“Ger-long! Ger-long! Mo-ses!”

“I don’t see how we are to get on here at all at night,” said Miss Bruce.

But before night the marsh ended as suddenly as it had begun, and the Altamaha was gliding onward again between banks equally low and near, but made of solid earth, not reeds. The sun sank in the west, the gorgeous colors of the American sunset flamed in the sky. The returning American welcomed them. She was not happy; she was as far as possible from being what is called amiable; but for the moment she admired, forgetting her own griefs. Then the after-glow faded; Meadows brought a shawl from their tiny cabin and folded it round her mistress; it was the 23d of December, and the evening air was cool, but not cold. By-and-by in the dusky twilight a gleam shone out ahead, like an immense star.

“What is that, captain?” Miss Bruce asked, as this official happened to pass near her chair.

“That? Jupiter Light.”

“Then we must be near Warwick?” She gave to the name its English pronunciation, the only one she knew.

The captain declined to say whether they were near it or not, as it was a place he had never heard of. “The next landing is War-wick,” he announced, impersonally, pronouncing the name according to its spelling.

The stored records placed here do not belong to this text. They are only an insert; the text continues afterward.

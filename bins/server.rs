use dotenvy::dotenv;
use tracing::{error, info};
use uuid::Uuid;

fn init_logging() {
    // Load .env early so RUST_LOG and LOG_FORMAT take effect
    dotenv().ok();
    match std::env::var("LOG_FORMAT").as_deref() {
        Ok("json") => common::utils::logging::init_logging_json(),
        _ => common::utils::logging::init_logging_default(),
    }
    info!(service = "server", event = "logger_init", "tracing subscriber initialized");
}

fn main() -> std::process::ExitCode {
    init_logging();

    // Basic service context (no sensitive data)
    let service_id = Uuid::new_v4();
    let pid = std::process::id();
    let version = env!("CARGO_PKG_VERSION");

    // Panic hook so unhandled panics still end up in the logs
    std::panic::set_hook(Box::new({
        let service_id = service_id;
        move |info| {
            error!(
                service = "server",
                event = "panic",
                %service_id,
                pid,
                message = %info,
                "unhandled panic occurred"
            );
        }
    }));

    // Thread configuration: config.toml first, then TOKIO_WORKER_THREADS
    let worker_threads = match configs::AppConfig::load_and_validate() {
        Ok(cfg) => cfg.server.worker_threads,
        Err(_) => std::env::var("TOKIO_WORKER_THREADS").ok().and_then(|v| v.parse::<usize>().ok()),
    };

    let mut builder = tokio::runtime::Builder::new_multi_thread();
    builder.enable_all();
    if let Some(w) = worker_threads {
        builder.worker_threads(w);
    }

    let rt = match builder.build() {
        Ok(rt) => rt,
        Err(e) => {
            error!(service = "server", event = "runtime_build_failed", error = %e, "failed to build tokio runtime");
            return std::process::ExitCode::FAILURE;
        }
    };

    info!(
        service = "server",
        event = "start",
        %service_id,
        pid,
        version,
        threads = worker_threads.unwrap_or_default(),
        "entity store service starting"
    );

    // Run the server in its own task and watch for Ctrl+C
    let exit_code = rt.block_on(async move {
        let server_task = tokio::spawn(async move {
            if let Err(e) = server::run().await {
                error!(service = "server", event = "run_failed", error = %e, "server::run returned error");
                Err(e)
            } else {
                Ok(())
            }
        });

        tokio::select! {
            res = server_task => {
                match res {
                    Ok(Ok(())) => {
                        info!(service = "server", event = "stop", %service_id, pid, "server stopped normally");
                        std::process::ExitCode::SUCCESS
                    }
                    Ok(Err(_)) => {
                        // error already logged above
                        std::process::ExitCode::FAILURE
                    }
                    Err(e) => {
                        error!(service = "server", event = "task_join_error", error = %e, "server task join error");
                        std::process::ExitCode::FAILURE
                    }
                }
            }
            _ = tokio::signal::ctrl_c() => {
                info!(service = "server", event = "shutdown_signal", %service_id, pid, "received Ctrl+C, shutting down");
                std::process::ExitCode::SUCCESS
            }
        }
    });

    exit_code
}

“So near?” said Miss Bruce, rising.

“No hurry. Ain’t there yet.”

And so it proved. A moon rose, and with it a mist. The Altamaha, ceasing her nosing progress through the little channels, turned sharply eastward, and seemed suddenly to have entered the ocean, for great waves began to toss her and knock her about with more and more violence, until at last the only steady thing in sight was the blazing star of Jupiter Light, which still shone calmly ahead. After half an hour of this rough progress a low beach presented itself through the mist, and the blazing star disappeared, its place being taken by a spectral tower, tall and white, which stood alone at the end of a long curving tongue of sand. The steamer, with due caution, drew near a lonely little pier.